The sun’s light travels in the form of energy packed particles referred to as photons. Sometimes, certain materials produce an electric current when exposed to these photons. This is referred to as the photovoltaic effect. The electric current produced by the material can then be used to create the energy that powers homes. 

Many photovoltaic cells are made of silicon crystal doped with two different materials. The materials range from aluminum to gallium to phosphorus. This doping will leave the crystal with one half that is electron rich and one half that is electron poor. The electron poor region is called the p-type layer. The electron rich region is called the n-type layer. This creates a charge gradient across the cell. 

The difference in charge creates what is known as an electric field. Electrons travel through this field from electron rich regions to electron poor regions. In between the two halves, a PN junction is formed. The region between the p-type and n-type layers is called the depletion zone, and it is where electrons travel from one layer to the other. They usually move from the negative side to the positive side. 

Eventually, the electrons will reach an equilibrium across both layers of the cell. This is where visible light comes into play. Photons can either pass through the cell, reflect off of it, or be absorbed by it. In order for the photovoltaic effect to occur, the photon must be absorbed by one of the electrons. When an electron has extra energy, it becomes excited and wants to move. 

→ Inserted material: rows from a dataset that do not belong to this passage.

use crate::application::ports::QueueStore;
use crate::domain::entities::{QueueStatus, QueuedRequest, QueuedRequestDraft};
use crate::domain::value_objects::RequestId;
use crate::shared::error::AppError;
use std::collections::{HashMap, HashSet};
use std::sync::Arc;
use tokio::sync::Mutex;
use tracing::debug;

/// Per-queue tuning. The general request queue and the trip fallback queue
/// are the same mechanism with different policies.
#[derive(Debug, Clone, Copy)]
pub struct QueuePolicy {
    pub max_retries: u32,
    pub base_delay_ms: u64,
}

/// Durable FIFO-with-priority of pending API calls over a [`QueueStore`].
///
/// The store itself has no locking, so every load-modify-save cycle runs
/// under an internal mutex.
pub struct RequestQueue {
    store: Arc<dyn QueueStore>,
    policy: QueuePolicy,
    write_lock: Mutex<()>,
}

impl RequestQueue {
    pub fn new(store: Arc<dyn QueueStore>, policy: QueuePolicy) -> Self {
        Self {
            store,
            policy,
            write_lock: Mutex::new(()),
        }
    }

    pub fn policy(&self) -> QueuePolicy {
        self.policy
    }

    /// Persist a new entry and return its generated id. No deduplication:
    /// identical drafts produce independent entries.
    pub async fn enqueue(&self, draft: QueuedRequestDraft) -> Result<RequestId, AppError> {
        let entry = QueuedRequest::from_draft(draft);
        let id = entry.id.clone();

        let _guard = self.write_lock.lock().await;
        let mut entries = self.store.load().await?;
        entries.push(entry);
        self.store.save(&entries).await?;
        debug!("Enqueued request {id} ({} pending)", entries.len());

        Ok(id)
    }

    /// All entries in canonical order: priority descending, then enqueue
    /// time ascending. Sorted on every read.
    pub async fn list(&self) -> Result<Vec<QueuedRequest>, AppError> {
        let mut entries = self.store.load().await?;
        sort_canonical(&mut entries);
        Ok(entries)
    }

    /// Drop the entry with the given id; a no-op when it is absent.
    pub async fn remove(&self, id: &RequestId) -> Result<(), AppError> {
        let _guard = self.write_lock.lock().await;
        let mut entries = self.store.load().await?;
        let before = entries.len();
        entries.retain(|entry| entry.id != *id);
        if entries.len() != before {
            self.store.save(&entries).await?;
            debug!("Removed request {id}");
        }
        Ok(())
    }

    pub async fn clear(&self) -> Result<(), AppError> {
        let _guard = self.write_lock.lock().await;
        self.store.clear().await
    }

    pub async fn count(&self) -> Result<usize, AppError> {
        Ok(self.store.load().await?.len())
    }

    pub async fn status(&self) -> Result<QueueStatus, AppError> {
        let entries = self.store.load().await?;
        let mut by_kind: HashMap<String, u32> = HashMap::new();
        for entry in &entries {
            *by_kind.entry(entry.kind.to_string()).or_insert(0) += 1;
        }
        Ok(QueueStatus {
            pending: entries.len() as u32,
            oldest_timestamp: entries.iter().map(|entry| entry.timestamp).min(),
            by_kind,
        })
    }

    /// Replace the drained snapshot with its survivors, folding back any
    /// entry that arrived while the pass was running. Returns the size of
    /// the persisted list.
    pub(crate) async fn reconcile(
        &self,
        drained: &HashSet<RequestId>,
        mut survivors: Vec<QueuedRequest>,
    ) -> Result<usize, AppError> {
        let _guard = self.write_lock.lock().await;
        let current = self.store.load().await?;
        for entry in current {
            if !drained.contains(&entry.id) {
                survivors.push(entry);
            }
        }
        self.store.save(&survivors).await?;
        Ok(survivors.len())
    }
}

pub(crate) fn sort_canonical(entries: &mut [QueuedRequest]) {
    entries.sort_by(|a, b| {
        b.priority
            .cmp(&a.priority)
            .then_with(|| a.timestamp.cmp(&b.timestamp))
    });
}

#[cfg(test)]
mod tests {
    use super::*;
    use crate::domain::value_objects::{HttpMethod, Priority, RequestKind};
    use crate::test_support::InMemoryQueueStore;
    use serde_json::json;

    fn queue() -> RequestQueue {
        RequestQueue::new(
            Arc::new(InMemoryQueueStore::default()),
            QueuePolicy {
                max_retries: 5,
                base_delay_ms: 1000,
            },
        )
    }

    fn draft(kind: RequestKind, priority: u8) -> QueuedRequestDraft {
        QueuedRequestDraft {
            kind,
            endpoint: "/api/trips".to_string(),
            method: HttpMethod::Post,
            data: Some(json!({"emission": 0.4})),
            headers: None,
            priority: Priority::clamped(priority),
        }
    }

    #[tokio::test]
    async fn enqueue_grows_the_count_and_returns_fresh_ids() {
        let queue = queue();
        assert_eq!(queue.count().await.unwrap(), 0);

        let first = queue.enqueue(draft(RequestKind::SaveTrip, 5)).await.unwrap();
        assert_eq!(queue.count().await.unwrap(), 1);

        let second = queue.enqueue(draft(RequestKind::SaveTrip, 5)).await.unwrap();
        assert_eq!(queue.count().await.unwrap(), 2);
        assert_ne!(first, second);
    }

    #[tokio::test]
    async fn identical_drafts_are_not_deduplicated() {
        let queue = queue();
        queue.enqueue(draft(RequestKind::SetGoal, 6)).await.unwrap();
        queue.enqueue(draft(RequestKind::SetGoal, 6)).await.unwrap();
        assert_eq!(queue.count().await.unwrap(), 2);
    }

    #[tokio::test]
    async fn list_orders_by_priority_then_age() {
        let queue = queue();
        queue.enqueue(draft(RequestKind::SaveTrip, 5)).await.unwrap();
        let urgent = queue
            .enqueue(draft(RequestKind::ExchangeProduct, 9))
            .await
            .unwrap();
        queue.enqueue(draft(RequestKind::SaveTrip, 5)).await.unwrap();

        let entries = queue.list().await.unwrap();
        assert_eq!(entries.len(), 3);
        assert_eq!(entries[0].id, urgent);
        assert_eq!(entries[0].priority.value(), 9);
        // The two priority-5 entries keep enqueue order.
        assert!(entries[1].timestamp <= entries[2].timestamp);
    }

    #[tokio::test]
    async fn remove_drops_exactly_one_entry() {
        let queue = queue();
        let keep = queue.enqueue(draft(RequestKind::SaveTrip, 5)).await.unwrap();
        let gone = queue.enqueue(draft(RequestKind::SetGoal, 6)).await.unwrap();

        queue.remove(&gone).await.unwrap();
        assert_eq!(queue.count().await.unwrap(), 1);
        let entries = queue.list().await.unwrap();
        assert!(entries.iter().all(|entry| entry.id != gone));
        assert!(entries.iter().any(|entry| entry.id == keep));
    }

    #[tokio::test]
    async fn remove_of_an_absent_id_is_a_no_op() {
        let queue = queue();
        queue.enqueue(draft(RequestKind::SaveTrip, 5)).await.unwrap();

        let absent = RequestId::new("1700000000000-missing".to_string()).unwrap();
        queue.remove(&absent).await.unwrap();
        assert_eq!(queue.count().await.unwrap(), 1);
    }

    #[tokio::test]
    async fn clear_empties_the_store() {
        let queue = queue();
        queue.enqueue(draft(RequestKind::SaveTrip, 5)).await.unwrap();
        queue.clear().await.unwrap();
        assert_eq!(queue.count().await.unwrap(), 0);
    }

    #[tokio::test]
    async fn status_reports_counts_per_kind() {
        let queue = queue();
        queue.enqueue(draft(RequestKind::SaveTrip, 5)).await.unwrap();
        queue.enqueue(draft(RequestKind::SaveTrip, 5)).await.unwrap();
        queue
            .enqueue(draft(RequestKind::ClaimQuestReward, 8))
            .await
            .unwrap();

        let status = queue.status().await.unwrap();
        assert_eq!(status.pending, 3);
        assert_eq!(status.by_kind.get("saveTrip"), Some(&2));
        assert_eq!(status.by_kind.get("claimQuestReward"), Some(&1));
        assert!(status.oldest_timestamp.is_some());
    }

    #[tokio::test]
    async fn reconcile_keeps_entries_enqueued_during_a_pass() {
        let queue = queue();
        let drained_id = queue.enqueue(draft(RequestKind::SaveTrip, 5)).await.unwrap();
        let snapshot = queue.list().await.unwrap();
        let drained: HashSet<RequestId> = snapshot.iter().map(|e| e.id.clone()).collect();

        // A new entry lands while the pass is in flight.
        let late = queue.enqueue(draft(RequestKind::SetGoal, 6)).await.unwrap();

        let persisted = queue.reconcile(&drained, Vec::new()).await.unwrap();
        assert_eq!(persisted, 1);

        let entries = queue.list().await.unwrap();
        assert_eq!(entries.len(), 1);
        assert_eq!(entries[0].id, late);
        assert!(entries.iter().all(|entry| entry.id != drained_id));
    }
}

When it moves, the electron now moves in the opposite direction (from the p-type layer to the n-type layer). This provides more electrons the opportunity to move from the n-type layer to the p-type layer to fill in the spaces left behind by the excited electrons. This creates an electrical circuit that can create electricity that humans can harness for use. 

Different photovoltaic cells will have different abilities to absorb photons, and they will also differ in lifetime. As the science behind the photovoltaic effect is more understood and the ability to create more efficient photovoltaic cells improves, the overall quality of solar power is improving. Some cells are incredibly efficient now, and others can last for tens of years. 

While the information presented here is somewhat simplified (the complex mathematics are left out), this process is impressive. From the sun, visible light photons travel millions of miles to earth. Once in the atmosphere, those photons slam into a cell. If absorbed, the photovoltaic effect happens, and electricity is captured. In the end, this seemingly simple process is able to generate enough energy to power a person’s home.